Perhaps this is because the interpolation implementation classes perform binary search to locate the position of every x argument. If you call it thousands of times there will be thousands binary searches. In my applications I use interpolation objects as temporal constructs to calculate all the required values once and store them in a container with a more efficient access.
Also, I’d like to take this opportunity to point out that there is a potential danger in the design of interpolation objects – they take iterators as input during construction. This is an additional argument in favor of use of interpolation object as a temporal one. Hope this helps.
Cheers,
Slava Mazur
From: Christopher Targett-Adams [mailto:[hidden email]]
Sent: Sunday, July 31, 2011 5:05 PM
To: [hidden email]
Subject: [Quantlib-users] Performance question
Dear Quantlib users/developers,
I have a question related to the performance of some of the QL classes. I am currently looking at developing a system using the QL framework and have been doing some feasibility studies using some of the yield curve and interpolation classes. I set the following test up:
1) I performed 130000 linear interpolations using the InterpolatedCurve<Linear> class. Basically, I define an x and y std::vector<double> which are 13 elements long and then I have a for loop which performs 130000 iterations and calls the relevant interpolation method on each iteration. It's very simple.
2) I then compare this to a classic procedural implementation of linear interpolation, ie a function that just takes in two double[13] arrays, does a bisection search and then does a linear interpolation between the located grid points. Again, very simple stuff.

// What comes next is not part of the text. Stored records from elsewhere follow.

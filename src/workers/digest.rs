//! Digest Worker: the per-message supervisor that turns one inbound
//! [`MessageCycle`] into a routed, streamed reply and hands the exchange
//! off to consolidation (§4.7).
//!
//! Grounded on `actors::thought` (the teacher's existing actor owning one
//! thought's lifecycle end-to-end): this worker is that actor's supervisor
//! shape re-pointed at a `MessageCycle` and this chain's own
//! classify/assemble/route/act stages instead of a single monolithic
//! thought record. It reuses `api::sse::StreamEvent` as the bus wire
//! envelope, the same type `main.rs`'s scheduler loop already publishes
//! with.

use super::{Result, WorkerError};
use crate::act::{ActLoop, ActLoopResult, Planner, VerificationCritic};
use crate::act::handlers::HandlerRegistry;
use crate::api::sse::StreamEvent;
use crate::assembly::{self, AssembledContext, Candidate};
use crate::config::{ActBudgets, AssemblyBudgets, RouterWeights};
use crate::embeddings::SharedEmbeddingEngine;
use crate::memory::types::{EventType, InteractionEvent, Mode, MessageCycle, RoutingDecision, Topic};
use crate::memory::MemoryStore;
use crate::persistence::PersistenceStore;
use crate::queues::{names, EventBus, QueueClient};
use crate::router::{self, Signals};
use crate::topic::{self, boundary::{BoundaryDetector, BoundaryState}, Classification};
use async_trait::async_trait;
use chrono::Utc;
use serde::{Deserialize, Serialize};
use tracing::{info, warn};

/// Injected so this module stays free of any specific LLM client, matching
/// the `act::Planner` injection shape. RESPOND/CLARIFY/ACKNOWLEDGE go
/// through [`Self::generate`] (one call); ACT's own loop runs separately
/// and its conclusion goes through [`Self::synthesize`] (§4.7 step 5).
#[async_trait]
pub trait DigestGenerator: Send + Sync {
    async fn generate(&self, mode: Mode, context: &AssembledContext, request: &str) -> Option<String>;
    async fn synthesize(&self, act_result: &ActLoopResult, request: &str) -> Option<String>;
}

/// Generates nothing. Keeps the digest pipeline callable end to end (an
/// empty reply still streams `status -> message -> done`) when no real
/// generator has been configured yet.
#[derive(Debug, Default)]
pub struct NullGenerator;

#[async_trait]
impl DigestGenerator for NullGenerator {
    async fn generate(&self, _mode: Mode, _context: &AssembledContext, _request: &str) -> Option<String> {
        None
    }

    async fn synthesize(&self, _act_result: &ActLoopResult, _request: &str) -> Option<String> {
        None
    }
}

/// The payload dequeued from [`names::PROMPT`].
#[derive(Debug, Clone, Serialize, Deserialize)]
pub struct DigestJob {
    pub cycle: MessageCycle,
    pub user_id: String,
    pub channel_id: String,
}

/// Approximate token budget handed to [`assembly::assemble`] per exchange.
const ASSEMBLY_TOKEN_BUDGET: usize = 8_000;

/// Run the digest pipeline for one dequeued [`DigestJob`] (§4.7 steps 1-7).
///
/// On a failure inside the mode generator step (step 5), this still
/// streams an `error` event and still enqueues the memory-chunker job
/// (step 7, with the failure recorded on the cycle) so the exchange stays
/// learnable; failures in steps 1-4 propagate so the caller leaves the
/// entry unacked for redelivery, matching the other consolidation workers.
#[allow(clippy::too_many_arguments)]
pub async fn process_job(
    store: &MemoryStore,
    embeddings: &SharedEmbeddingEngine,
    router_weights: &RouterWeights,
    assembly_budgets: &AssemblyBudgets,
    act_budgets: &ActBudgets,
    handlers: &HandlerRegistry,
    planner: &dyn Planner,
    critic: Option<&dyn VerificationCritic>,
    generator: &dyn DigestGenerator,
    bus: &EventBus,
    queue: &mut QueueClient,
    persistence: &mut PersistenceStore,
    job: &DigestJob,
) -> Result<()> {
    let thread_id = job.cycle.thread_id.to_string();
    let channel = EventBus::user_channel(&job.user_id);

    // Step 1: audit event + working-memory append.
    let mut event = InteractionEvent::new(
        EventType::UserInput,
        serde_json::json!({ "content": job.cycle.content }),
    );
    event.thread_id = Some(job.cycle.thread_id);
    event.exchange_id = Some(job.cycle.cycle_id.to_string());
    store.ephemeral.append_event(&event).await?;
    store
        .ephemeral
        .append_turn(&thread_id, &crate::memory::ephemeral::new_turn("user", &job.cycle.content))
        .await?;

    // Step 2: classify.
    let embedding = {
        let mut engine = embeddings.write().await;
        engine.embed(&job.cycle.content)?
    };
    let (topic_id, topic_changed) = classify_and_update_topic(store, &thread_id, &embedding, &job.cycle.cycle_id.to_string()).await?;

    // Step 3: assemble.
    let context = assembly::assemble(
        store,
        assembly_budgets,
        &embedding,
        &job.cycle.content,
        &thread_id,
        &job.user_id,
        topic_id,
        ASSEMBLY_TOKEN_BUDGET,
    )
    .await?;

    // Step 4: route. No per-thread "previous mode" history is threaded
    // through yet (would mean looking up the last decision for this
    // thread specifically, not just the global replay ring), so this
    // always routes with `previous_mode: None`.
    let signals = collect_signals(&context, &job.cycle.content, handlers);
    let routing = router::route(router_weights, &signals, None)?;

    let decision = RoutingDecision {
        id: uuid::Uuid::new_v4(),
        topic: topic_id,
        exchange_id: job.cycle.cycle_id.to_string(),
        selected_mode: routing.selected,
        router_confidence: routing.router_confidence,
        scores: routing.scores.clone(),
        tiebreaker_used: routing.tiebreaker_used,
        margin: routing.margin,
        effective_margin: routing.margin,
        signal_snapshot: serde_json::to_value(&signals).unwrap_or_default(),
        weight_snapshot: serde_json::to_value(router_weights).unwrap_or_default(),
        reflection: None,
        created_at: Utc::now(),
    };
    persistence.record_routing_decision(&decision).await?;

    publish_event(
        bus,
        &channel,
        "status",
        serde_json::json!({ "mode": routing.selected.to_string(), "cycle_id": job.cycle.cycle_id }),
    )
    .await;

    // Step 5: invoke the mode generator.
    let response = match routing.selected {
        Mode::Act => {
            let act_loop = ActLoop::new(act_budgets, handlers, planner, critic);
            match act_loop.run(&job.cycle.content).await {
                Ok(result) => generator
                    .synthesize(&result, &job.cycle.content)
                    .await
                    .unwrap_or_else(|| result.response.clone()),
                Err(e) => {
                    publish_event(bus, &channel, "error", serde_json::json!({ "error": e.to_string() })).await;
                    enqueue_chunker(queue, job, topic_changed, Some(e.to_string())).await?;
                    return Ok(());
                }
            }
        }
        mode => generator.generate(mode, &context, &job.cycle.content).await.unwrap_or_default(),
    };

    // Step 6: stream message -> done.
    publish_event(
        bus,
        &channel,
        "message",
        serde_json::json!({ "content": response, "mode": routing.selected.to_string() }),
    )
    .await;
    store
        .ephemeral
        .append_turn(&thread_id, &crate::memory::ephemeral::new_turn("assistant", &response))
        .await?;
    publish_event(bus, &channel, "done", serde_json::json!({ "cycle_id": job.cycle.cycle_id })).await;

    // Step 7: enqueue memory consolidation.
    enqueue_chunker(queue, job, topic_changed, None).await?;

    info!(cycle_id = %job.cycle.cycle_id, mode = %routing.selected, "digest cycle complete");
    Ok(())
}

/// Classify against the thread's active topics, persisting the updated or
/// newly-created topic and boundary-detector state (§4.4).
async fn classify_and_update_topic(
    store: &MemoryStore,
    thread_id: &str,
    embedding: &[f32],
    cycle_id: &str,
) -> Result<(Option<crate::core::types::TopicId>, bool)> {
    let boundary_key = format!("topic_boundary:{thread_id}");
    let active_topics = store.ephemeral.active_topics(thread_id).await?;
    let mut state: BoundaryState = store.ephemeral.get_state(&boundary_key).await?.unwrap_or_default();
    let mut detector = BoundaryDetector::default_spec();
    let message_count = active_topics.iter().map(|t| t.message_count).sum::<u64>() as usize + 1;

    let classification = topic::classify(embedding, &active_topics, &mut detector, &mut state, message_count);
    store.ephemeral.set_state(&boundary_key, &state, 24 * 3600).await?;

    match classification {
        Classification::Attach { topic, similarity } => {
            if let Some(mut attached) = active_topics.into_iter().find(|t| t.topic_id == topic) {
                attached.attach(embedding, similarity);
                store.ephemeral.save_topic(thread_id, &attached).await?;
            }
            Ok((Some(topic), false))
        }
        Classification::NewTopic => {
            let new_topic = Topic::new(format!("topic-{cycle_id}"), embedding.to_vec());
            let id = new_topic.topic_id;
            store.ephemeral.save_topic(thread_id, &new_topic).await?;
            Ok((Some(id), true))
        }
    }
}

async fn enqueue_chunker(
    queue: &mut QueueClient,
    job: &DigestJob,
    topic_changed: bool,
    failure: Option<String>,
) -> Result<()> {
    let mut cycle = job.cycle.clone();
    if let Some(reason) = failure {
        cycle.intent = Some(serde_json::json!({ "failed": true, "reason": reason }));
    }
    let chunker_job = super::chunker::ChunkerJob {
        cycle,
        user_id: job.user_id.clone(),
        topic_changed,
    };
    queue.enqueue(names::MEMORY_CHUNKER, &chunker_job).await?;
    Ok(())
}

async fn publish_event(bus: &EventBus, channel: &str, event: &str, data: serde_json::Value) {
    let payload = StreamEvent {
        event: event.to_string(),
        data,
    };
    if let Err(e) = bus.publish(channel, &payload).await {
        warn!(error = %e, event, "digest worker: failed to publish stream event");
    }
}

fn collect_signals(context: &AssembledContext, content: &str, handlers: &HandlerRegistry) -> Signals {
    let mut signals = Signals::default();

    signals.context_warmth = (context.working_memory.candidates.len() as f64 / 20.0).min(1.0);
    signals.turns_in_topic = context.working_memory.candidates.len() as f64;
    signals.fact_count = context.facts.candidates.len() as f64;
    signals.message_length = content.len() as f64;
    signals.question_mark_count = content.matches('?').count() as f64;
    signals.greeting_pattern = f64::from(is_greeting(content));
    signals.imperative_verb_count = f64::from(starts_with_imperative(content));

    let scores: Vec<f32> = context.ordered.iter().map(Candidate::score).collect();
    signals.memory_confidence = if scores.is_empty() {
        0.0
    } else {
        f64::from(scores.iter().sum::<f32>() / scores.len() as f32)
    };

    let freshnesses: Vec<f32> = context
        .episodes
        .candidates
        .iter()
        .filter_map(|c| match c {
            Candidate::Episode(e) => Some(e.freshness),
            _ => None,
        })
        .collect();
    let avg_freshness = if freshnesses.is_empty() {
        1.0
    } else {
        freshnesses.iter().sum::<f32>() / freshnesses.len() as f32
    };
    signals.freshness_risk = f64::from((1.0 - avg_freshness).clamp(0.0, 1.0));

    signals.open_loop_count = context
        .episodes
        .candidates
        .iter()
        .filter_map(|c| match c {
            Candidate::Episode(e) => Some(e.open_loops.len() as f64),
            _ => None,
        })
        .sum();

    signals.tool_available = f64::from(handlers.has_search_tool());
    signals.tool_trigger_count = if handlers.has_search_tool() && content.to_lowercase().contains("search") {
        1.0
    } else {
        0.0
    };

    signals
}

fn is_greeting(content: &str) -> bool {
    const GREETINGS: &[&str] = &["hi", "hello", "hey", "good morning", "good evening", "good afternoon"];
    let lower = content.trim().to_lowercase();
    GREETINGS.iter().any(|g| lower.starts_with(g))
}

fn starts_with_imperative(content: &str) -> bool {
    const IMPERATIVES: &[&str] = &[
        "please", "do", "find", "create", "make", "send", "schedule", "remind", "set", "delete",
        "update", "run", "build", "fetch", "check", "cancel", "add", "remove",
    ];
    content
        .split_whitespace()
        .next()
        .is_some_and(|w| IMPERATIVES.contains(&w.to_lowercase().as_str()))
}

#[cfg(test)]
#[cfg_attr(coverage_nightly, coverage(off))]
mod tests {
    use super::*;
    use crate::core::types::ThreadId;
    use crate::memory::types::CycleType;

    #[test]
    fn job_round_trips_through_json() {
        let job = DigestJob {
            cycle: MessageCycle::root(ThreadId::new(), CycleType::User, "hello there".into()),
            user_id: "user-1".into(),
            channel_id: "channel-1".into(),
        };
        let json = serde_json::to_string(&job).expect("serializes");
        let back: DigestJob = serde_json::from_str(&json).expect("deserializes");
        assert_eq!(back.user_id, job.user_id);
    }

    #[test]
    fn greeting_pattern_detects_common_openers() {
        assert!(is_greeting("Hey, how's it going?"));
        assert!(!is_greeting("What's the weather like"));
    }

    #[test]
    fn imperative_detection_looks_at_first_word_only() {
        assert!(starts_with_imperative("please schedule a reminder"));
        assert!(!starts_with_imperative("the schedule looks fine"));
    }

    #[test]
    fn collect_signals_counts_question_marks() {
        let handlers = HandlerRegistry::new(std::time::Duration::from_secs(1));
        let context = AssembledContext::default();
        let signals = collect_signals(&context, "what time is it? and where?", &handlers);
        assert_eq!(signals.question_mark_count, 2.0);
    }
}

I am by no means trying to claim I'm comparing like with like and I expect QL to be a bit slower than procedural c++, however, the QL interpolation is very slow: the 130000 interpolations takes about 4 seconds compared to 0.4 seconds for the procedural implementation.That's 100 times slower! What's more perplexing is even when I take out the error checking and hack the locate method so that it just returns 0 (thus elimating any time spent in the grid seach) it still takes the same order of magnitude to run. There's a lot going on in the code with smart pointer use, std::vectors, iterators, templates, inheritance, polymorphism and my under-the-bonnet knowledge of c++ isn't good enough to allow me to understand why it's taking so long.
Does anyone know what the cause of the poor performance is?